Collected data entries
___
use smol_str::SmolStr;

/// Errors for the fallible, non-lookup paths of the crate.
///
/// Lookups never produce these; a missing chunk, position, stage or view is
/// reported as `None`.
#[derive(Debug, thiserror::Error)]
pub enum ChromaError {
    #[error("Unknown stage: {0}")]
    UnknownStage(SmolStr),
    #[error("Unknown view '{view}' in stage '{stage}'")]
    UnknownView { stage: SmolStr, view: SmolStr },
    #[error("Invalid block state '{input}': {reason}")]
    InvalidBlockState { input: String, reason: String },
    #[error("Invalid settings: {0}")]
    Settings(#[from] serde_json::Error),
}

pub type Result<T> = std::result::Result<T, ChromaError>;
use serde::{Deserialize, Serialize};
use std::fmt;

/// Width of a chunk column along X and Z, in blocks.
pub const CHUNK_WIDTH: i32 = 16;

/// Bits to shift a block coordinate by to get its chunk coordinate.
pub const CHUNK_SHIFT: u32 = 4;

/// Integer block coordinates in world space.
#[derive(Debug, Clone, Copy, PartialEq, Eq, Hash, PartialOrd, Ord, Serialize, Deserialize)]
pub struct BlockPosition {
    pub x: i32,
    pub y: i32,
    pub z: i32,
}

impl BlockPosition {
    pub fn new(x: i32, y: i32, z: i32) -> Self {
        BlockPosition { x, y, z }
    }

    pub fn chunk_key(&self) -> ChunkKey {
        ChunkKey::from_position(*self)
    }
}

impl From<(i32, i32, i32)> for BlockPosition {
    fn from((x, y, z): (i32, i32, i32)) -> Self {
        BlockPosition::new(x, y, z)
    }
}

impl From<BlockPosition> for (i32, i32, i32) {
    fn from(pos: BlockPosition) -> Self {
        (pos.x, pos.y, pos.z)
    }
}

impl fmt::Display for BlockPosition {
    fn fmt(&self, f: &mut fmt::Formatter<'_>) -> fmt::Result {
        write!(f, "({}, {}, {})", self.x, self.y, self.z)
    }
}

/// Packed identifier of a 16x16 full-height chunk column.
///
/// The low 32 bits hold the chunk X coordinate and the high 32 bits the chunk Z
/// coordinate, matching the key layout used by Paper servers. Every conversion
/// from a block position goes through [`ChunkKey::from_position`] so the store,
/// the layering index and view claims all agree on the key.
#[derive(Debug, Clone, Copy, PartialEq, Eq, Hash, PartialOrd, Ord, Serialize, Deserialize)]
pub struct ChunkKey(pub i64);

impl ChunkKey {
    /// Key for the chunk at chunk-grid coordinates `(chunk_x, chunk_z)`.
    pub fn new(chunk_x: i32, chunk_z: i32) -> Self {
        ChunkKey((chunk_x as u32 as i64) | ((chunk_z as u32 as i64) << 32))
    }

    pub fn from_block_coords(x: i32, z: i32) -> Self {
        ChunkKey::new(x >> CHUNK_SHIFT, z >> CHUNK_SHIFT)
    }

    pub fn from_position(pos: BlockPosition) -> Self {
        ChunkKey::from_block_coords(pos.x, pos.z)
    }

    pub fn chunk_x(&self) -> i32 {
        self.0 as i32
    }

    pub fn chunk_z(&self) -> i32 {
        (self.0 >> 32) as i32
    }

    pub fn as_i64(&self) -> i64 {
        self.0
    }
}

impl From<i64> for ChunkKey {
    fn from(raw: i64) -> Self {
        ChunkKey(raw)
    }
}

impl fmt::Display for ChunkKey {
    fn fmt(&self, f: &mut fmt::Formatter<'_>) -> fmt::Result {
        write!(f, "[{}, {}]", self.chunk_x(), self.chunk_z())
    }
}
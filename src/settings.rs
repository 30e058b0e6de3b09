use crate::block_state::BlockState;
use crate::error::Result;
use serde::{Deserialize, Serialize};

/// Tunables for a [`crate::BlockManager`].
#[derive(Debug, Clone, PartialEq, Serialize, Deserialize)]
#[serde(default)]
pub struct ManagerSettings {
    /// Block announced at every cached position when overrides are torn down.
    pub reset_block: BlockState,
    /// Push the full override set to a spectator as soon as it is added.
    pub sync_on_spectator_join: bool,
    /// Skip the transport call entirely when a batch has no entries.
    pub skip_empty_batches: bool,
}

impl Default for ManagerSettings {
    fn default() -> Self {
        ManagerSettings {
            reset_block: BlockState::air(),
            sync_on_spectator_join: true,
            skip_empty_batches: true,
        }
    }
}

impl ManagerSettings {
    /// Parses settings from JSON; missing fields take their defaults.
    pub fn from_json(json: &str) -> Result<Self> {
        Ok(serde_json::from_str(json)?)
    }

    pub fn to_json(&self) -> Result<String> {
        Ok(serde_json::to_string_pretty(self)?)
    }
}
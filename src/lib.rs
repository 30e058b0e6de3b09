//! Per-viewer block illusions: chunk-indexed override caches layered by
//! prioritized views and synchronized to a viewer and its spectators.

pub mod block_position;
pub mod block_state;
pub mod bounding_box;
pub mod error;
pub mod layering;
pub mod manager;
pub mod settings;
pub mod stage;
pub mod store;
pub mod sync;
pub mod view;

pub use block_position::{BlockPosition, ChunkKey};
pub use block_state::BlockState;
pub use bounding_box::BoundingBox;
pub use error::{ChromaError, Result};
pub use layering::{LayerEntry, LayeringIndex};
pub use manager::BlockManager;
pub use settings::ManagerSettings;
pub use stage::Stage;
pub use store::ChunkBlockStore;
pub use sync::{BlockBatch, BlockChangeSink, FnSink, RecordingSink};
pub use view::{View, ViewId};
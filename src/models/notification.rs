use chrono::{DateTime, Utc};
use serde::{Deserialize, Serialize};
use std::time::Duration;

use crate::models::CheckTarget;

#[derive(Debug, Clone, Copy, Serialize, Deserialize, PartialEq, Eq)]
#[serde(rename_all = "lowercase")]
pub enum NotificationKind {
    Startup,
    Available,
    Error,
}

/// One message for the notifier. Dropped after a single delivery attempt.
#[derive(Debug, Clone, Serialize, Deserialize, PartialEq)]
pub struct NotificationEvent {
    pub kind: NotificationKind,
    pub recipient: String,
    pub message: String,
    pub timestamp: DateTime<Utc>,
}

impl NotificationEvent {
    fn new(kind: NotificationKind, recipient: &str, message: String) -> Self {
        Self {
            kind,
            recipient: recipient.to_string(),
            message,
            timestamp: Utc::now(),
        }
    }

    pub fn startup(recipient: &str, target: &CheckTarget, interval: Duration) -> Self {
        let message = format!(
            "Started monitoring '{}' at {} (every {})",
            target.target_item_text,
            target.page_url,
            humantime::format_duration(interval)
        );
        Self::new(NotificationKind::Startup, recipient, message)
    }

    pub fn available(recipient: &str, target: &CheckTarget) -> Self {
        let message = format!(
            "{} is AVAILABLE! {}",
            target.target_item_text, target.page_url
        );
        Self::new(NotificationKind::Available, recipient, message)
    }

    pub fn check_failed(recipient: &str, target: &CheckTarget, error: &str) -> Self {
        let message = format!(
            "Availability check failed for '{}': {}",
            target.target_item_text, error
        );
        Self::new(NotificationKind::Error, recipient, message)
    }
}
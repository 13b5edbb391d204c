pub mod check_target;
pub mod notification;
pub mod snapshot;
pub mod verdict;

// Re-exports for convenience
pub use check_target::*;
pub use notification::*;
pub use snapshot::*;
pub use verdict::*;
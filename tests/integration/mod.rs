// Shared fakes for the integration tests.
// The page renderer and the notifier are the two seams; everything between
// them runs for real.

pub mod orchestrator_tests;

use async_trait::async_trait;
use std::sync::{Arc, Mutex};
use std::sync::atomic::{AtomicUsize, Ordering};
use std::time::Duration;

use stock_watcher::{
    AppError, Notifier, PageRenderer, PageSnapshot, RenderRequest, Result,
    config::{SchedulerConfig, ScraperConfig},
    run_cancellable,
};

pub const CHAT_ID: &str = "555000111";
pub const ITEM: &str = "Steam Deck 512 GB OLED - Valve Certified Refurbished";
pub const PAGE_URL: &str = "https://store.steampowered.com/sale/steamdeckrefurbished";

/// A trimmed-down copy of the sale section markup.
pub fn sale_section(cards: &[(&str, &str)]) -> PageSnapshot {
    let cards: String = cards
        .iter()
        .map(|(title, cart)| {
            format!(
                r#"<div class="salepreviewwidgets_SaleItemBrowserRow_y9MSd ItemCount_1ZmKw">
                     <div class="salepreviewwidgets_StoreSaleWidgetTitle_3jI46">{}</div>
                     <div class="salepreviewwidgets_StoreSalePriceBox_Wh0L8">$439.00</div>
                     <div class="CartBtn_3hQ5t"><span>{}</span></div>
                   </div>"#,
                title, cart
            )
        })
        .collect();
    PageSnapshot::new(format!(r#"<div id="SaleSection_33131">{}</div>"#, cards))
}

pub fn scheduler_config() -> SchedulerConfig {
    SchedulerConfig {
        check_interval: Duration::from_secs(30 * 60),
        notify_on_error: false,
    }
}

pub fn scraper_config() -> ScraperConfig {
    ScraperConfig::default()
}

pub enum Page {
    Ready(PageSnapshot),
    NeverLoads,
}

pub struct StubRenderer {
    page: Page,
    calls: AtomicUsize,
}

impl StubRenderer {
    pub fn new(page: Page) -> Self {
        Self {
            page,
            calls: AtomicUsize::new(0),
        }
    }

    pub fn calls(&self) -> usize {
        self.calls.load(Ordering::SeqCst)
    }
}

#[async_trait]
impl PageRenderer for StubRenderer {
    async fn render(&self, _request: &RenderRequest) -> Result<PageSnapshot> {
        self.calls.fetch_add(1, Ordering::SeqCst);
        match &self.page {
            Page::Ready(snapshot) => Ok(snapshot.clone()),
            Page::NeverLoads => {
                tokio::time::sleep(Duration::from_secs(24 * 60 * 60)).await;
                Err(AppError::RenderFailure("unreachable".into()))
            }
        }
    }
}

/// Holds a blocking-pool thread for the whole render, the way Chrome does.
pub struct BlockingRenderer {
    pub hold: Duration,
    abandoned: Arc<AtomicUsize>,
}

impl BlockingRenderer {
    pub fn new(hold: Duration) -> Self {
        Self {
            hold,
            abandoned: Arc::new(AtomicUsize::new(0)),
        }
    }

    /// Renders whose blocking thread noticed it was cancelled.
    pub fn abandoned(&self) -> usize {
        self.abandoned.load(Ordering::SeqCst)
    }
}

#[async_trait]
impl PageRenderer for BlockingRenderer {
    async fn render(&self, _request: &RenderRequest) -> Result<PageSnapshot> {
        let hold = self.hold;
        let abandoned = self.abandoned.clone();
        run_cancellable(move |cancel| {
            let outcome = cancel.sleep(hold, "settle delay");
            if outcome.is_err() {
                abandoned.fetch_add(1, Ordering::SeqCst);
            }
            outcome.map(|_| sale_section(&[(ITEM, "Out of stock")]))
        })
        .await
    }
}

#[derive(Default)]
pub struct RecordingNotifier {
    sent: Mutex<Vec<(String, String)>>,
}

impl RecordingNotifier {
    pub fn messages(&self) -> Vec<String> {
        self.sent.lock().unwrap().iter().map(|(_, text)| text.clone()).collect()
    }

    pub fn recipients(&self) -> Vec<String> {
        self.sent.lock().unwrap().iter().map(|(to, _)| to.clone()).collect()
    }
}

#[async_trait]
impl Notifier for RecordingNotifier {
    async fn send(&self, recipient: &str, text: &str) -> Result<()> {
        self.sent
            .lock()
            .unwrap()
            .push((recipient.to_string(), text.to_string()));
        Ok(())
    }
}
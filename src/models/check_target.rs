use serde::{Deserialize, Serialize};
use url::Url;

use crate::extractor::compile_selector;
use crate::utils::error::{AppError, Result};

pub const DEFAULT_TARGET_URL: &str = "https://store.steampowered.com/sale/steamdeckrefurbished";
pub const DEFAULT_CONTAINER_SELECTOR: &str = "#SaleSection_33131";
pub const DEFAULT_ITEM_SELECTOR: &str = r#"div[class*="ItemCount_1"]"#;
pub const DEFAULT_AVAILABILITY_SELECTOR: &str = r#"div[class*="CartBtn"] span"#;
pub const DEFAULT_TARGET_ITEM_TEXT: &str = "Steam Deck 512 GB OLED - Valve Certified Refurbished";

/// The one page and the one item on it that the watcher cares about.
///
/// Built once at startup and shared read-only with the renderer, the
/// extractor and the orchestrator.
#[derive(Debug, Clone, Serialize, Deserialize, PartialEq, Eq)]
pub struct CheckTarget {
    pub page_url: String,
    /// Region of the page that gets rendered and snapshotted.
    pub container_selector: String,
    /// Matches one product card inside the container.
    pub item_selector: String,
    /// Matches the cart button text inside a product card.
    pub availability_selector: String,
    /// Case-sensitive text identifying the wanted card.
    pub target_item_text: String,
}

impl Default for CheckTarget {
    fn default() -> Self {
        Self {
            page_url: DEFAULT_TARGET_URL.to_string(),
            container_selector: DEFAULT_CONTAINER_SELECTOR.to_string(),
            item_selector: DEFAULT_ITEM_SELECTOR.to_string(),
            availability_selector: DEFAULT_AVAILABILITY_SELECTOR.to_string(),
            target_item_text: DEFAULT_TARGET_ITEM_TEXT.to_string(),
        }
    }
}

impl CheckTarget {
    pub fn validate(&self) -> Result<()> {
        Url::parse(&self.page_url)
            .map_err(|e| AppError::Config(format!("Invalid target URL '{}': {}", self.page_url, e)))?;

        for selector in [
            &self.container_selector,
            &self.item_selector,
            &self.availability_selector,
        ] {
            compile_selector(selector)?;
        }

        if self.target_item_text.trim().is_empty() {
            return Err(AppError::Config("Target item text must not be empty".into()));
        }

        Ok(())
    }
}
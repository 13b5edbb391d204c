use super::*;
use std::sync::Arc;
use std::time::Instant;
use stock_watcher::{CheckTarget, PollOrchestrator};
use tokio::sync::watch;

async fn run_for(
    renderer: Arc<StubRenderer>,
    notifier: Arc<RecordingNotifier>,
    minutes: u64,
) -> anyhow::Result<()> {
    let orchestrator = Arc::new(PollOrchestrator::new(
        Arc::new(CheckTarget::default()),
        renderer,
        notifier,
        CHAT_ID,
        scheduler_config(),
        &scraper_config(),
    )?);

    let (shutdown_tx, shutdown_rx) = watch::channel(false);
    let handle = tokio::spawn({
        let orchestrator = orchestrator.clone();
        async move { orchestrator.run(shutdown_rx).await }
    });

    tokio::time::sleep(Duration::from_secs(minutes * 60)).await;
    shutdown_tx.send(true)?;
    handle.await?;
    Ok(())
}

#[tokio::test(start_paused = true)]
async fn test_render_timeout_does_not_stop_the_loop() -> anyhow::Result<()> {
    let renderer = Arc::new(StubRenderer::new(Page::NeverLoads));
    let notifier = Arc::new(RecordingNotifier::default());

    run_for(renderer.clone(), notifier.clone(), 31).await?;

    // Immediate check plus the 30 minute tick, both timed out.
    assert_eq!(renderer.calls(), 2);

    let messages = notifier.messages();
    assert_eq!(messages.len(), 1);
    assert!(messages[0].starts_with("Started monitoring"));
    assert!(messages.iter().all(|m| !m.contains("AVAILABLE")));
    Ok(())
}

#[tokio::test(start_paused = true)]
async fn test_every_available_tick_notifies_again() -> anyhow::Result<()> {
    let renderer = Arc::new(StubRenderer::new(Page::Ready(sale_section(&[(
        ITEM,
        "Add to Cart",
    )]))));
    let notifier = Arc::new(RecordingNotifier::default());

    run_for(renderer.clone(), notifier.clone(), 61).await?;

    assert_eq!(renderer.calls(), 3);
    let messages = notifier.messages();
    assert_eq!(messages.len(), 4);
    assert!(messages[0].starts_with("Started monitoring"));
    assert!(messages[1..].iter().all(|m| m.contains(ITEM) && m.contains(PAGE_URL)));
    assert!(notifier.recipients().iter().all(|to| to == CHAT_ID));
    Ok(())
}

#[tokio::test(start_paused = true)]
async fn test_missing_item_only_logs() -> anyhow::Result<()> {
    let renderer = Arc::new(StubRenderer::new(Page::Ready(sale_section(&[]))));
    let notifier = Arc::new(RecordingNotifier::default());

    run_for(renderer.clone(), notifier.clone(), 1).await?;

    assert_eq!(renderer.calls(), 1);
    assert_eq!(notifier.messages().len(), 1);
    Ok(())
}

#[test]
fn test_shutdown_stops_an_in_flight_blocking_render() -> anyhow::Result<()> {
    let runtime = tokio::runtime::Runtime::new()?;
    let renderer = Arc::new(BlockingRenderer::new(Duration::from_secs(8)));
    let notifier = Arc::new(RecordingNotifier::default());
    let start = Instant::now();

    runtime.block_on({
        let renderer = renderer.clone();
        let notifier = notifier.clone();
        async move {
            let orchestrator = PollOrchestrator::new(
                Arc::new(CheckTarget::default()),
                renderer,
                notifier,
                CHAT_ID,
                scheduler_config(),
                &scraper_config(),
            )?;

            let (shutdown_tx, shutdown_rx) = watch::channel(false);
            tokio::spawn(async move {
                tokio::time::sleep(Duration::from_millis(200)).await;
                let _ = shutdown_tx.send(true);
            });
            orchestrator.run(shutdown_rx).await;
            anyhow::Ok(())
        }
    })?;
    // Dropping the runtime waits for blocking threads still running.
    drop(runtime);

    assert!(start.elapsed() < Duration::from_secs(3));
    assert_eq!(renderer.abandoned(), 1);
    assert_eq!(notifier.messages().len(), 1);
    Ok(())
}
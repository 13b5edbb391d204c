use anyhow::{Context, Result};
use clap::Parser;
use std::path::PathBuf;
use std::sync::Arc;
use tokio::sync::watch;
use tracing::info;

use stock_watcher::signals::wait_for_shutdown_signal;
use stock_watcher::{AppConfig, ChromeRenderer, PollOrchestrator, TelegramNotifier};

#[derive(Debug, Parser)]
#[command(name = "stock-watcher", version, about = "Watches a store page and pings Telegram when an item is in stock")]
struct Cli {
    /// Load environment variables from this file instead of ./.env
    #[arg(long, env = "STOCK_WATCHER_ENV_FILE")]
    env_file: Option<PathBuf>,

    /// Run a single check, print the verdict and exit
    #[arg(long)]
    once: bool,
}

#[tokio::main]
async fn main() -> Result<()> {
    let cli = Cli::parse();

    match &cli.env_file {
        Some(path) => {
            dotenvy::from_path(path)
                .with_context(|| format!("Failed to load env file {}", path.display()))?;
        }
        None => {
            dotenvy::dotenv().ok();
        }
    }

    // Initialize tracing
    tracing_subscriber::fmt()
        .with_env_filter(
            tracing_subscriber::EnvFilter::from_default_env()
                .add_directive("stock_watcher=debug".parse()?)
                .add_directive("headless_chrome=warn".parse()?),
        )
        .init();

    info!("Starting Stock Watcher...");

    let config = AppConfig::from_env().context("Failed to load configuration")?;
    info!(
        chat_id = %config.telegram.chat_id,
        interval = %humantime::format_duration(config.scheduler.check_interval),
        "Configuration loaded"
    );

    let target = Arc::new(config.target.clone());
    let renderer = Arc::new(ChromeRenderer::new(config.scraper.clone()));
    let notifier = Arc::new(
        TelegramNotifier::new(&config.telegram).context("Failed to build Telegram client")?,
    );

    let orchestrator = PollOrchestrator::new(
        target,
        renderer,
        notifier,
        config.telegram.chat_id.clone(),
        config.scheduler.clone(),
        &config.scraper,
    )?;

    if cli.once {
        let verdict = orchestrator.run_once().await;
        println!("{}", serde_json::to_string_pretty(&verdict)?);
        return Ok(());
    }

    let (shutdown_tx, shutdown_rx) = watch::channel(false);
    tokio::spawn(async move {
        wait_for_shutdown_signal().await;
        info!("Shutting down...");
        let _ = shutdown_tx.send(true);
    });

    orchestrator.run(shutdown_rx).await;

    Ok(())
}
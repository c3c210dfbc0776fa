// SPDX-License-Identifier: MPL-2.0
// This Source Code Form is subject to the terms of the Mozilla Public
// License, v. 2.0. If a copy of the MPL was not distributed with this
// file, You can obtain one at https://mozilla.org/MPL/2.0/.

//! Value types for device control.
//!
//! # Types
//!
//! - [`DeviceLevel`] - Binary on/off level driven onto the output pin
//! - [`DeviceNumber`] - Index of the controlled output addressed by a command

mod device_number;
mod level;

pub use device_number::DeviceNumber;
pub use level::DeviceLevel;
// SPDX-License-Identifier: MPL-2.0
// This Source Code Form is subject to the terms of the Mozilla Public
// License, v. 2.0. If a copy of the MPL was not distributed with this
// file, You can obtain one at https://mozilla.org/MPL/2.0/.

//! HTTP client for the Particle Cloud API.

use std::time::Duration;

use reqwest::{Client, RequestBuilder, Response};
use serde::de::DeserializeOwned;

use crate::cloud::{CloudApi, CloudConfig, CloudDevice, FunctionResponse, VariableResponse};
use crate::command::Command;
use crate::error::{Error, ParseError, ProtocolError};

/// Particle Cloud REST client.
///
/// Access tokens are passed per call and never logged.
///
/// # Examples
///
/// ```no_run
/// use particle_home::cloud::{CloudApi, CloudClient, CloudConfig};
/// use particle_home::{ControlCommand, NumberParsing};
///
/// # async fn example() -> particle_home::Result<()> {
/// let client = CloudClient::new(CloudConfig::default())?;
/// let command = ControlCommand::parse("0.1", NumberParsing::Lenient)?;
/// let code = client.call_function("token", "abc123", &command).await?;
/// assert_eq!(code, 1);
/// # Ok(())
/// # }
/// ```
#[derive(Debug, Clone)]
pub struct CloudClient {
    config: CloudConfig,
    client: Client,
}

impl CloudClient {
    /// Creates a client from a configuration.
    ///
    /// # Errors
    ///
    /// Returns `ProtocolError::InvalidAddress` if the host is empty, or an
    /// HTTP error if the client cannot be created.
    pub fn new(config: CloudConfig) -> Result<Self, ProtocolError> {
        if config.host().trim().is_empty() {
            return Err(ProtocolError::InvalidAddress("host is required".to_string()));
        }
        let client = Client::builder().build().map_err(ProtocolError::Http)?;
        Ok(Self { config, client })
    }

    /// Returns the configuration.
    #[must_use]
    pub fn config(&self) -> &CloudConfig {
        &self.config
    }

    fn device_path(device_id: &str, name: &str) -> String {
        format!(
            "/devices/{}/{}",
            urlencoding::encode(device_id),
            urlencoding::encode(name)
        )
    }

    async fn get_json<T: DeserializeOwned>(
        &self,
        access_token: &str,
        path: &str,
    ) -> Result<T, Error> {
        tracing::debug!(path, "Sending cloud GET");
        let request = self
            .client
            .get(self.config.api_url(path))
            .query(&[("access_token", access_token)])
            .timeout(self.config.read_timeout());
        let body = send(request, self.config.read_timeout()).await?;
        tracing::debug!(path, body = %body, "Received cloud response");
        serde_json::from_str(&body).map_err(|e| ParseError::from(e).into())
    }
}

impl CloudApi for CloudClient {
    async fn list_devices(&self, access_token: &str) -> Result<Vec<CloudDevice>, Error> {
        self.get_json(access_token, "/devices").await
    }

    async fn get_variable(
        &self,
        access_token: &str,
        device_id: &str,
        name: &str,
    ) -> Result<VariableResponse, Error> {
        self.get_json(access_token, &Self::device_path(device_id, name))
            .await
    }

    async fn call_function<C: Command + Sync>(
        &self,
        access_token: &str,
        device_id: &str,
        command: &C,
    ) -> Result<i32, Error> {
        let path = Self::device_path(device_id, &command.name());
        let argument = command.argument();
        tracing::debug!(path = %path, arg = %argument, "Calling cloud function");

        let request = self
            .client
            .post(self.config.api_url(&path))
            .form(&[("access_token", access_token), ("arg", argument.as_str())])
            .timeout(self.config.call_timeout());
        let body = send(request, self.config.call_timeout()).await?;

        let parsed: FunctionResponse =
            serde_json::from_str(&body).map_err(ParseError::from)?;
        let Some(code) = parsed.return_value else {
            tracing::warn!(path = %path, "Function response without return_value");
            return Err(ProtocolError::MissingReturnValue(body).into());
        };
        tracing::debug!(path = %path, code, "Cloud function returned");
        Ok(code)
    }
}

async fn send(request: RequestBuilder, timeout: Duration) -> Result<String, ProtocolError> {
    let response = request
        .send()
        .await
        .map_err(|e| map_request_error(e, timeout))?;
    let response = check_status(response)?;
    response
        .text()
        .await
        .map_err(|e| map_request_error(e, timeout))
}

fn check_status(response: Response) -> Result<Response, ProtocolError> {
    let status = response.status();
    if status == reqwest::StatusCode::UNAUTHORIZED {
        return Err(ProtocolError::AuthenticationFailed);
    }
    if !status.is_success() {
        return Err(ProtocolError::ConnectionFailed(format!(
            "HTTP {} - {}",
            status.as_u16(),
            status.canonical_reason().unwrap_or("Unknown")
        )));
    }
    Ok(response)
}

fn map_request_error(err: reqwest::Error, timeout: Duration) -> ProtocolError {
    if err.is_timeout() {
        ProtocolError::Timeout(u64::try_from(timeout.as_millis()).unwrap_or(u64::MAX))
    } else {
        ProtocolError::Http(err)
    }
}

#[cfg(test)]
mod tests {
    use super::*;

    #[test]
    fn device_path_is_encoded() {
        assert_eq!(
            CloudClient::device_path("abc123", "achStr"),
            "/devices/abc123/achStr"
        );
        assert_eq!(
            CloudClient::device_path("a b", "x/y"),
            "/devices/a%20b/x%2Fy"
        );
    }

    #[test]
    fn empty_host_rejected() {
        assert!(matches!(
            CloudClient::new(CloudConfig::new(" ")),
            Err(ProtocolError::InvalidAddress(_))
        ));
    }

    #[test]
    fn client_keeps_config() {
        let client = CloudClient::new(CloudConfig::new("localhost").with_http()).unwrap();
        assert_eq!(client.config().base_url(), "http://localhost");
    }
}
___
Task requirements » If the string "Instant" appears in a line of the entries, report the line.

Solution to the exercise »
use std::time::Instant;
    let start = Instant::now();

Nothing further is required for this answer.